Saturday, September 8, 2012

Waterfront Property

Everyone has waterfront property. What we put on our lawns and what builds up in our curbs eventually ends up in our lakes and rivers. The leaves in the curb leach phosphorus that runs through our sewer systems and on into our waterways. Our city helps by cleaning the streets often. We can help by watching our curbs and doing a bit of clean-up ourselves. It rained cats and dogs today. Here's what has collected at my curb and sewer inlet.

Thursday, August 30, 2012

Small Is What I Got

Small is what you get if you don't thin your crop.  We seeded too many and then didn't have the heart to toss the little guys out.
Tonight we're going to have 25 little carrots for dinner.

There's more to this veggie gardening than meets the eye. You either thin carrots as they grow or as you eat them!

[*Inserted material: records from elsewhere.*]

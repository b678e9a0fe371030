//! Core actions shared by the scheduler and the control surface.
//!
//! Every action resolves a token first, checks the backend is unsealed,
//! fetches the typed profiles it needs, then creates and runs named jobs
//! through the registry. The control surface is a thin façade over these;
//! the scheduler calls them in-process.

use std::path::Path;
use std::sync::Arc;

use serde::{Deserialize, Serialize};
use tracing::{info, warn};

use crate::error::{ActionError, AuthError, ExecutionError};
use crate::jobs::{CommandRunner, Job, JobRegistry, JobSnapshot};
use crate::ops::restic::BackupMode;
use crate::ops::{gocryptfs, git, restic};
use crate::vault::secrets::{self, GitProfile, GocryptVolume, HostConfig, ResticProfile};

use super::AgentState;

/// Execution disposition of one requested job.
#[derive(Debug, Clone, Copy, PartialEq, Eq, Default)]
pub enum RunMode {
    /// Run on the caller and report the job's outcome.
    Sync,
    /// Run on a spawned task and return immediately.
    #[default]
    Background,
    /// Register the job and mark it finished without executing.
    DryRun,
}

impl RunMode {
    /// Map request flags; a dry-run request wins over a foreground one.
    pub fn from_flags(run: bool, test: bool) -> Self {
        if test {
            RunMode::DryRun
        } else if run {
            RunMode::Sync
        } else {
            RunMode::Background
        }
    }
}

/// Run an already-registered job per `mode`. Sync failures surface to the
/// caller; background failures only land on the registry entry.
async fn run_job(
    registry: &JobRegistry,
    job: Arc<Job>,
    mode: RunMode,
    emit: bool,
) -> Result<(), ExecutionError> {
    match mode {
        RunMode::Sync => registry.run_sync(&job, emit).await,
        RunMode::Background => {
            registry.run_async(job, emit);
            Ok(())
        }
        RunMode::DryRun => {
            registry.dry_run(&job, emit).await;
            Ok(())
        }
    }
}

/// Token for one request: explicit override when the body carried one,
/// resolved from the store or AppRole otherwise.
pub(crate) async fn authorize_with(
    state: &AgentState,
    explicit: Option<&str>,
) -> Result<String, AuthError> {
    match explicit {
        Some(token) if !token.is_empty() => Ok(token.to_string()),
        _ => state.authorize().await,
    }
}

/// Host entry for this agent, refused while the backend is sealed.
async fn host_config_for(state: &AgentState, token: &str) -> Result<HostConfig, ActionError> {
    secrets::ensure_unsealed(state.vault()).await?;
    Ok(secrets::host_config(state.vault(), token, state.hostname()).await?)
}

// -- Mounts --

/// Outcome of one mount pass over the host's volumes.
#[derive(Debug, Default, Serialize)]
pub struct MountReport {
    /// Volumes whose mount job was created and dispatched.
    pub started: Vec<String>,
    /// Volumes skipped because the mount point was missing or not empty.
    pub skipped: Vec<String>,
    /// Volumes whose job could not be created or failed a foreground run.
    pub failed: Vec<String>,
}

/// Per-request mount settings layered over volume and agent defaults.
#[derive(Debug, Default, Clone)]
pub struct MountOverrides {
    pub idle: Option<String>,
    pub allow_other: bool,
}

/// Mount every configured volume whose mount point is an empty directory.
/// Best-effort per volume; profile fetch failures abort the whole pass.
pub async fn mount_volumes(
    state: &AgentState,
    token: Option<&str>,
    mode: RunMode,
    emit: bool,
    overrides: &MountOverrides,
) -> Result<MountReport, ActionError> {
    let token = authorize_with(state, token).await?;
    let host = host_config_for(state, &token).await?;

    let mut report = MountReport::default();
    for name in host.gocryptfs_names() {
        let volume = secrets::gocrypt_volume(state.vault(), &token, name).await?;
        match mount_one(state, volume, mode, emit, overrides).await {
            Ok(true) => report.started.push(name.to_string()),
            Ok(false) => report.skipped.push(name.to_string()),
            Err(e) => {
                warn!(volume = name, error = %e, "mount failed");
                report.failed.push(name.to_string());
            }
        }
    }
    Ok(report)
}

/// Mount a single volume. `Ok(false)` means the mount point was not an
/// existing empty directory and the volume was skipped.
async fn mount_one(
    state: &AgentState,
    volume: GocryptVolume,
    mode: RunMode,
    emit: bool,
    overrides: &MountOverrides,
) -> Result<bool, ExecutionError> {
    let mount_point = gocryptfs::expand_home(&volume.mount_path);
    match gocryptfs::is_empty_dir(Path::new(&mount_point)) {
        Ok(true) => {}
        Ok(false) => {
            info!(mount_point, "mount point not empty, skipping");
            return Ok(false);
        }
        Err(e) => {
            info!(mount_point, error = %e, "mount point not usable, skipping");
            return Ok(false);
        }
    }

    let name = format!("mount {}", volume.name);
    let idle = state
        .config()
        .mount_idle(overrides.idle.as_deref(), volume.duration.as_deref())
        .map(str::to_string);
    let allow_other =
        volume.allow || overrides.allow_other || state.config().mount_allow_other;

    let spec = gocryptfs::mount_command(volume, idle.as_deref(), allow_other);
    let job = state.registry().create_from_command(spec, &name).await?;
    run_job(state.registry(), job, mode, emit).await?;
    Ok(true)
}

// -- Backups --

/// Run one backup mode against the host's restic profile. Returns the job's
/// snapshot after dispatch: terminal for sync and dry runs, possibly still
/// in flight for background ones.
pub async fn run_backup(
    state: &AgentState,
    mode: BackupMode,
    token: Option<&str>,
    run: RunMode,
    emit: bool,
) -> Result<JobSnapshot, ActionError> {
    let token = authorize_with(state, token).await?;
    let host = host_config_for(state, &token).await?;
    let profile = secrets::restic_profile(state.vault(), &token, &host.restic).await?;

    // A snapshot listing is pointless without its output.
    let emit = emit || mode == BackupMode::List;
    let job = run_backup_job(state.registry(), mode, &profile, run, emit).await?;
    Ok(job.snapshot().await)
}

/// Create and dispatch the job for one backup mode.
pub(crate) async fn run_backup_job(
    registry: &JobRegistry,
    mode: BackupMode,
    profile: &ResticProfile,
    run: RunMode,
    emit: bool,
) -> Result<Arc<Job>, ExecutionError> {
    let job = registry
        .create_from_command(restic::command(mode, profile), mode.job_name())
        .await?;
    run_job(registry, Arc::clone(&job), run, emit).await?;
    Ok(job)
}

/// Probe the restic repository and initialize it when the probe fails.
/// Quiet foreground runs either way.
pub async fn ensure_repo_exists(
    registry: &JobRegistry,
    profile: &ResticProfile,
) -> Result<(), ExecutionError> {
    if let Err(e) =
        run_backup_job(registry, BackupMode::Exists, profile, RunMode::Sync, false).await
    {
        info!(error = %e, "repository probe failed, initializing");
        run_backup_job(registry, BackupMode::Init, profile, RunMode::Sync, false).await?;
    }
    Ok(())
}

// -- Checkouts --

/// Which git operation a checkout request performs.
#[derive(Debug, Clone, Copy, PartialEq, Eq, Deserialize)]
#[serde(rename_all = "lowercase")]
pub enum GitMode {
    Clone,
    Pull,
}

/// Outcome of one checkout pass over the host's repositories.
#[derive(Debug, Default, Serialize)]
pub struct CheckoutReport {
    pub succeeded: Vec<String>,
    pub failed: Vec<String>,
}

/// Clone or pull every configured repository. Best-effort per repository;
/// profile fetch failures abort the whole pass.
pub async fn checkout_repos(
    state: &AgentState,
    mode: GitMode,
    token: Option<&str>,
    run: RunMode,
    emit: bool,
) -> Result<CheckoutReport, ActionError> {
    let token = authorize_with(state, token).await?;
    let host = host_config_for(state, &token).await?;

    let mut report = CheckoutReport::default();
    for name in host.git_names() {
        let profile = secrets::git_profile(state.vault(), &token, name).await?;
        let result = match mode {
            GitMode::Clone => clone_repo(state.registry(), &profile, &host.home, run, emit).await,
            GitMode::Pull => pull_repo(state.registry(), &profile, &host.home, run, emit).await,
        };
        match result {
            Ok(()) => report.succeeded.push(name.to_string()),
            Err(e) => {
                warn!(repo = name, error = %e, "checkout failed");
                report.failed.push(name.to_string());
            }
        }
    }
    Ok(report)
}

async fn clone_repo(
    registry: &JobRegistry,
    profile: &GitProfile,
    home: &str,
    run: RunMode,
    emit: bool,
) -> Result<(), ExecutionError> {
    let dir = git::checkout_dir(profile, home);
    let name = format!("clone {}", profile.name);
    let job = registry
        .create_from_command(git::clone_command(profile, &dir), &name)
        .await?;
    run_job(registry, job, run, emit).await
}

async fn pull_repo(
    registry: &JobRegistry,
    profile: &GitProfile,
    home: &str,
    run: RunMode,
    emit: bool,
) -> Result<(), ExecutionError> {
    let name = format!("pull {}", profile.name);
    let work = pull_pipeline(registry.runner(), profile.clone(), home.to_string());
    let job = registry.create_from_func(&name, Box::pin(work)).await?;
    run_job(registry, job, run, emit).await
}

/// Scheduler checkout: a synchronous clone that falls back to remote+pull
/// when the destination already holds a checkout.
pub(crate) async fn checkout_with_fallback(
    registry: &JobRegistry,
    profile: &GitProfile,
    home: &str,
) -> Result<(), ExecutionError> {
    let name = format!("checkout {}", profile.name);
    let work = checkout_pipeline(registry.runner(), profile.clone(), home.to_string());
    let job = registry.create_from_func(&name, Box::pin(work)).await?;
    registry.run_sync(&job, true).await
}

async fn checkout_pipeline(
    runner: Arc<dyn CommandRunner>,
    profile: GitProfile,
    home: String,
) -> Result<String, ExecutionError> {
    let dir = git::checkout_dir(&profile, &home);
    let cloned = runner.run(&git::clone_command(&profile, &dir)).await?;
    if cloned.success() {
        return Ok(cloned.stdout);
    }
    if !cloned.stderr.contains("already exists") {
        return Err(cloned.to_error());
    }
    info!(dir, "checkout exists, pulling instead");
    pull_pipeline(runner, profile, home).await
}

/// Point the agent's remote at the repository URL (adding it on first use,
/// retargeting it otherwise) and pull from it.
async fn pull_pipeline(
    runner: Arc<dyn CommandRunner>,
    profile: GitProfile,
    home: String,
) -> Result<String, ExecutionError> {
    let dir = git::checkout_dir(&profile, &home);
    let url = git::authenticated_url(&profile.repo, profile.personal_token.as_ref());

    let added = runner.run(&git::remote_add_command(&dir, &url)).await?;
    if !added.success() {
        let set = runner.run(&git::remote_set_url_command(&dir, &url)).await?;
        if !set.success() {
            return Err(set.to_error());
        }
    }

    let pulled = runner.run(&git::pull_command(&dir)).await?;
    if pulled.success() {
        Ok(pulled.stdout)
    } else {
        Err(pulled.to_error())
    }
}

Is there a life lesson here?

Wednesday, August 29, 2012

Times Are Changing



Times are changing.  Gardening now includes eatables.  In my son-in-law's backyard, we built 7 boxes and are veggie gardening in raised beds.  Here's a picture of our Swiss chard.  Isn't it lovely?

Some thing we're learning:

1.  Veggies are meant to be harvested.  In my flower gardening days, I seldom picked.  I like the flowers where they are planted.  Not so with veggies.  
2.  How many tomatoes and zucchini can you really eat without getting tired of them?
3.  Thinning is important.
4. Spacing is an important skill.

Are we excited about our veggie garden?  You bet.  Will we do it next year?  You bet.  And next year we will be more experienced and better veggie gardeners.